§ **Activity**
Among the records that follow, find the line with "pub(crate) enum AssignValue" and the line with "pub(crate) fn is_query(&self)". Set down those lines and all lines between them exactly, without adding anything.

§ **Provided data**
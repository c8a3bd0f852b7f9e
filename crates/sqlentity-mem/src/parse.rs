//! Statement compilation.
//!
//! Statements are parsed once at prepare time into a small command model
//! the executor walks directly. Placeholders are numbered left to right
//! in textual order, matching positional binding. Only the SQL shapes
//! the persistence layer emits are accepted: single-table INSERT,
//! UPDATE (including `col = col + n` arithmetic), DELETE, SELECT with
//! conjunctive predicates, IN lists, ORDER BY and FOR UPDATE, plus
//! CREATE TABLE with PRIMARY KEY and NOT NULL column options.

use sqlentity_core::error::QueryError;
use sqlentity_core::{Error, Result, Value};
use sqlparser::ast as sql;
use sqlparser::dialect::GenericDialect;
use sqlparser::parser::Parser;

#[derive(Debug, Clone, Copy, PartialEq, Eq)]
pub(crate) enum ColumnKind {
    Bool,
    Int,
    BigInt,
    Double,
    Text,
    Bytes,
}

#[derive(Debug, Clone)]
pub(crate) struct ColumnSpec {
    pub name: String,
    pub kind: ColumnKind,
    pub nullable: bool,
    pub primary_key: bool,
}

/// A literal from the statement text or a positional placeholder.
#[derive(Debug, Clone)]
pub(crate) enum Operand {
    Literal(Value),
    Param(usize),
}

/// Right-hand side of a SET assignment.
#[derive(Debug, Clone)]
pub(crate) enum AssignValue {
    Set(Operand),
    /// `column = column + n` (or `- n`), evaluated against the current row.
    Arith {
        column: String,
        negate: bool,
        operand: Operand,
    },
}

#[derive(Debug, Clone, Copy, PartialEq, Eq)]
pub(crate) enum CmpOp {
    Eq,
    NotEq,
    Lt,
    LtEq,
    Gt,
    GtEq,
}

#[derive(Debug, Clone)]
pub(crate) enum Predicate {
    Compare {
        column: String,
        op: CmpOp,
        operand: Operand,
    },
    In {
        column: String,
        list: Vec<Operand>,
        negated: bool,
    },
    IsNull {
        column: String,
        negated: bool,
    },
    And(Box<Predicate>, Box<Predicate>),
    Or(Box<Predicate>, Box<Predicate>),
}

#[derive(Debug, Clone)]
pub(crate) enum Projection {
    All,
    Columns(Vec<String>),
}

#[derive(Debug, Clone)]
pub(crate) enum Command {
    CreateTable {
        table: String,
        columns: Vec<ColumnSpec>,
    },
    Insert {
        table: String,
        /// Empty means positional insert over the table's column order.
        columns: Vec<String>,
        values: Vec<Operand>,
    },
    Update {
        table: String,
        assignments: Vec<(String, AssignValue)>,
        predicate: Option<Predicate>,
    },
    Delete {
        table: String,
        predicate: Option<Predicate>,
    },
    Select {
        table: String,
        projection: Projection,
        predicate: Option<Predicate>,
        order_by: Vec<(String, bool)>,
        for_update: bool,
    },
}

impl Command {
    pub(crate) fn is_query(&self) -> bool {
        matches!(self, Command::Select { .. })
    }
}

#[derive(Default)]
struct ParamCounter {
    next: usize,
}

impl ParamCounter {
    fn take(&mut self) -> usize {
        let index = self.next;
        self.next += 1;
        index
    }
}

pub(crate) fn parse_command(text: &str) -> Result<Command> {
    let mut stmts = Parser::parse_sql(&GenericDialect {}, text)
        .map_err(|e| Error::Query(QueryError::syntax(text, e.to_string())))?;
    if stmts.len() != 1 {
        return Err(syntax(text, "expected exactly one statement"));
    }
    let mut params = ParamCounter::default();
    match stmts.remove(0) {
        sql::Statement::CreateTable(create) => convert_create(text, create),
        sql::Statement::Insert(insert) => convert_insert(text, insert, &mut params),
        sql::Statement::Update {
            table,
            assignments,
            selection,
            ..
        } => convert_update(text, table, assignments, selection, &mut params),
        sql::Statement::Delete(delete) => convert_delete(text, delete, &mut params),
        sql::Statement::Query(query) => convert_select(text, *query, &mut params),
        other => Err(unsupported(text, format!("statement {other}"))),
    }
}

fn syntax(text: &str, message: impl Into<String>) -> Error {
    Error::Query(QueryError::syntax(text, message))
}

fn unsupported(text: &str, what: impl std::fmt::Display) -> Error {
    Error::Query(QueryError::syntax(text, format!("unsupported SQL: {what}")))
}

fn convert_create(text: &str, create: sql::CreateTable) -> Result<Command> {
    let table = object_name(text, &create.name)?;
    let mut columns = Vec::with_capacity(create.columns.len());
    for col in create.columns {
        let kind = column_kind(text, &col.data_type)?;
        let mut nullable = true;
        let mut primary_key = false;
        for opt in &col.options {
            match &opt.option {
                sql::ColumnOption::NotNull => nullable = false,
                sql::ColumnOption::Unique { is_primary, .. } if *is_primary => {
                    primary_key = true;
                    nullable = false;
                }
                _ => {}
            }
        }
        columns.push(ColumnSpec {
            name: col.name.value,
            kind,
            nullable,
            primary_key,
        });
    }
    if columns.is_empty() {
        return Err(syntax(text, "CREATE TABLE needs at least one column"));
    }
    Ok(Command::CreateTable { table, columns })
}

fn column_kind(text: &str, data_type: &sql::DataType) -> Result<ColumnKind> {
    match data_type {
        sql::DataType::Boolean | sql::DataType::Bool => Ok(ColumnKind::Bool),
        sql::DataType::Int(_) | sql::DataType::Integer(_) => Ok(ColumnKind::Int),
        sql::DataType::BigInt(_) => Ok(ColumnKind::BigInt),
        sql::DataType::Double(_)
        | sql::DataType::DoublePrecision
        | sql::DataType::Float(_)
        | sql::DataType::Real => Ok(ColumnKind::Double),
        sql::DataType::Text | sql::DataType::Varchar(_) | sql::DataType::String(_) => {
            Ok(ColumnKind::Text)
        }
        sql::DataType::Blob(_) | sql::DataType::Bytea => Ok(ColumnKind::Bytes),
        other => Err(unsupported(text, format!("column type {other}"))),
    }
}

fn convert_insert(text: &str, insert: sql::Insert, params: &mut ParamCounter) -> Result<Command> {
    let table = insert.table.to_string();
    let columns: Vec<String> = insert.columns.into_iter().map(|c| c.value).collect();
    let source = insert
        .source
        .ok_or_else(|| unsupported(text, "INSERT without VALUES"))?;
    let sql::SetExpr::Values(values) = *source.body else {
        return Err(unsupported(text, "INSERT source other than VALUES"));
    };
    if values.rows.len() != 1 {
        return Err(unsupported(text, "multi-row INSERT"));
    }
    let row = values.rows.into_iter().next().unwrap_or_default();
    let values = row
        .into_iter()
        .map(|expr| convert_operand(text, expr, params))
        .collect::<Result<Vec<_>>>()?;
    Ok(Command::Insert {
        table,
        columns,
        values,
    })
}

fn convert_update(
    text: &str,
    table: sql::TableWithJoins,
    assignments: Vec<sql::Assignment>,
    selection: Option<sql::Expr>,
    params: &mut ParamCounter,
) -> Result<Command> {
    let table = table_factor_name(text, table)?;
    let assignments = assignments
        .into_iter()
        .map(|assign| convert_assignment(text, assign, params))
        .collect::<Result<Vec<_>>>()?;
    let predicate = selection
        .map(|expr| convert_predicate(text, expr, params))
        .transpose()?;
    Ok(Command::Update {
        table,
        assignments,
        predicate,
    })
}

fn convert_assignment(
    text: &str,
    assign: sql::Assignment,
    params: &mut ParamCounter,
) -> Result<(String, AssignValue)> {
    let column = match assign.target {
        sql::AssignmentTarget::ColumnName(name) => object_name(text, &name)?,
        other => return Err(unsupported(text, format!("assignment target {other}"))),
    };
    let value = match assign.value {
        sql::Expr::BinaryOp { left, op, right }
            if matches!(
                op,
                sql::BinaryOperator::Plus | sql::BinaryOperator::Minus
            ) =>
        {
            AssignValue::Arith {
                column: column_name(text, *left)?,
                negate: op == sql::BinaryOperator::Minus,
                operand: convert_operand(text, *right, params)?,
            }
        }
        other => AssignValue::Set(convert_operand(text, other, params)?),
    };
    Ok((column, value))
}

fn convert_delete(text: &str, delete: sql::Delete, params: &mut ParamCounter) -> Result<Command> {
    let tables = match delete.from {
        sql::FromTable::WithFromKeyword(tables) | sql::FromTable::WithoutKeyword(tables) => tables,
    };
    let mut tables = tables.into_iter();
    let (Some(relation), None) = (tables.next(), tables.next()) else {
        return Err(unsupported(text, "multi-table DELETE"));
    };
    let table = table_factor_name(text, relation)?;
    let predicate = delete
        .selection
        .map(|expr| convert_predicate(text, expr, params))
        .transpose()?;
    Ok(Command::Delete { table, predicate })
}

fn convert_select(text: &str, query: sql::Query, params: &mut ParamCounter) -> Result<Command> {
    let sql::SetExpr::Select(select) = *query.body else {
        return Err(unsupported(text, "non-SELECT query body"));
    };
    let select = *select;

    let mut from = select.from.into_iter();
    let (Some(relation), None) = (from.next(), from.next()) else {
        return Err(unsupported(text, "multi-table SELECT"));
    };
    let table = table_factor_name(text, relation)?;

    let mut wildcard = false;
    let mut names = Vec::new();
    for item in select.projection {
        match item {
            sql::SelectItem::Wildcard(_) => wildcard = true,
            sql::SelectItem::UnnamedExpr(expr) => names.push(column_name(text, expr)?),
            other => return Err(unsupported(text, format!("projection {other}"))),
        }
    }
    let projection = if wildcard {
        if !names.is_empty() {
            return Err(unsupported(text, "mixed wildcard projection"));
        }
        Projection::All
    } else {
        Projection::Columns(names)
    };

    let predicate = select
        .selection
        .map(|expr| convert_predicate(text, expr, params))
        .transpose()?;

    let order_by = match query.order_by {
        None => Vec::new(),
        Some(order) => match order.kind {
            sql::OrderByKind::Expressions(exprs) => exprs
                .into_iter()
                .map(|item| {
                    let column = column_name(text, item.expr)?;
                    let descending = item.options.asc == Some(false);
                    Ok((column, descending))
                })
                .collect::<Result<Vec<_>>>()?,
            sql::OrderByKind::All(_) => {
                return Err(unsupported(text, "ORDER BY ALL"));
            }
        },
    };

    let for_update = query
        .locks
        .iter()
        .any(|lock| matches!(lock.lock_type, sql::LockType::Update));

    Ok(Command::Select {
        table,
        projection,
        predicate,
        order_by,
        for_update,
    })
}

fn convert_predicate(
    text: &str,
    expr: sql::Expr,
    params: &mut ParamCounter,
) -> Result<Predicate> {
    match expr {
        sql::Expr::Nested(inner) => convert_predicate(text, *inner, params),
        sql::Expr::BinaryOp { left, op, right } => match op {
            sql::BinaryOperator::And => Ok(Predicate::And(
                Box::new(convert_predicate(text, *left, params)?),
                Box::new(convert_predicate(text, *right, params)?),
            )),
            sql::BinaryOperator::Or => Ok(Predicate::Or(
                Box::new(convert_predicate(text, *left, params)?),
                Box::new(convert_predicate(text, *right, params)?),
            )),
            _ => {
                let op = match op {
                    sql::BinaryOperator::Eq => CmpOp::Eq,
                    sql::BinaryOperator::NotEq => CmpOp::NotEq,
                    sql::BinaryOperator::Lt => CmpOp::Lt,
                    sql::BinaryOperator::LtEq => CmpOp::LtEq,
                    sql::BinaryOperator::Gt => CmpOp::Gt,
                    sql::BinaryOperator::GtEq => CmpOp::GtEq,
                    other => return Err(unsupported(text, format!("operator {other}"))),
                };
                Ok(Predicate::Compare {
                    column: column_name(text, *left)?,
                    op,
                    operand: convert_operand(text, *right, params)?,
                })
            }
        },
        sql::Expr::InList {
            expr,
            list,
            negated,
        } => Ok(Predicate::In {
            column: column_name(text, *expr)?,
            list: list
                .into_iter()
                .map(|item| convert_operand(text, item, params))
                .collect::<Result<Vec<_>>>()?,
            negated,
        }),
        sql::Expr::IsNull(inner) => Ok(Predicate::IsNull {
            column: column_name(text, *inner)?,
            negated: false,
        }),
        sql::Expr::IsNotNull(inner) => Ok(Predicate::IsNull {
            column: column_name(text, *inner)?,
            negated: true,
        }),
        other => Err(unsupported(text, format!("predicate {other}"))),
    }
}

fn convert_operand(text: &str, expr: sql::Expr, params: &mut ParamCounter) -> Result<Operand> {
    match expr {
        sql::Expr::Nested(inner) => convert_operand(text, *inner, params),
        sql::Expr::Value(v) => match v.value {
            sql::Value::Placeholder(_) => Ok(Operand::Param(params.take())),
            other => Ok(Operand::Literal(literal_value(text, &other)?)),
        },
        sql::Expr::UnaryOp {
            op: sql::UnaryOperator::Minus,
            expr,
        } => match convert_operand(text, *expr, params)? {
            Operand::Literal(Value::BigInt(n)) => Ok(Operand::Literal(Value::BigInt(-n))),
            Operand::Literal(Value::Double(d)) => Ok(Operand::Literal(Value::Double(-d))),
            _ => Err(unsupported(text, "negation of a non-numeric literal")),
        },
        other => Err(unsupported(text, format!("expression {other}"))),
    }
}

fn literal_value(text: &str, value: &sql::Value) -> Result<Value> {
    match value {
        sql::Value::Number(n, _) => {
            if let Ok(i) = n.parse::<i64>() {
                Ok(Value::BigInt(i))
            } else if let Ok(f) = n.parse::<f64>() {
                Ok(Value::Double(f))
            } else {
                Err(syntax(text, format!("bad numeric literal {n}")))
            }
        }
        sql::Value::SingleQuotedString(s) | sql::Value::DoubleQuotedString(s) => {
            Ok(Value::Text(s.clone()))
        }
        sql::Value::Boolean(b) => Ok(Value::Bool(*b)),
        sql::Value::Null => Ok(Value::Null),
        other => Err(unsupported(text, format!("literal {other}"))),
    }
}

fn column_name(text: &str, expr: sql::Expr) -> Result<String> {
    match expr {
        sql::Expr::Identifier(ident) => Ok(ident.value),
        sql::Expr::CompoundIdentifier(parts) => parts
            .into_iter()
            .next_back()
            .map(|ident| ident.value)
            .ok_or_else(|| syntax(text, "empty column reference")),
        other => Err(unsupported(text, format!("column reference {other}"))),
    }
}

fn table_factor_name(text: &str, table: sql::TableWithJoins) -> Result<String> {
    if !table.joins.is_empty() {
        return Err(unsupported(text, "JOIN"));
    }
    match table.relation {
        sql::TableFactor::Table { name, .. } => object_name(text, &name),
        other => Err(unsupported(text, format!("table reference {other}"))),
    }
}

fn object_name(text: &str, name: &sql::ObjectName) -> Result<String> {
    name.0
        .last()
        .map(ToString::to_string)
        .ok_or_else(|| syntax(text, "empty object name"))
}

§ **Answer space**
pub(crate) enum AssignValue {
    Set(Operand),
    /// `column = column + n` (or `- n`), evaluated against the current row.
    Arith {
        column: String,
        negate: bool,
        operand: Operand,
    },
}

#[derive(Debug, Clone, Copy, PartialEq, Eq)]
pub(crate) enum CmpOp {
    Eq,
    NotEq,
    Lt,
    LtEq,
    Gt,
    GtEq,
}

#[derive(Debug, Clone)]
pub(crate) enum Predicate {
    Compare {
        column: String,
        op: CmpOp,
        operand: Operand,
    },
    In {
        column: String,
        list: Vec<Operand>,
        negated: bool,
    },
    IsNull {
        column: String,
        negated: bool,
    },
    And(Box<Predicate>, Box<Predicate>),
    Or(Box<Predicate>, Box<Predicate>),
}

#[derive(Debug, Clone)]
pub(crate) enum Projection {
    All,
    Columns(Vec<String>),
}

#[derive(Debug, Clone)]
pub(crate) enum Command {
    CreateTable {
        table: String,
        columns: Vec<ColumnSpec>,
    },
    Insert {
        table: String,
        /// Empty means positional insert over the table's column order.
        columns: Vec<String>,
        values: Vec<Operand>,
    },
    Update {
        table: String,
        assignments: Vec<(String, AssignValue)>,
        predicate: Option<Predicate>,
    },
    Delete {
        table: String,
        predicate: Option<Predicate>,
    },
    Select {
        table: String,
        projection: Projection,
        predicate: Option<Predicate>,
        order_by: Vec<(String, bool)>,
        for_update: bool,
    },
}

impl Command {
    pub(crate) fn is_query(&self) -> bool {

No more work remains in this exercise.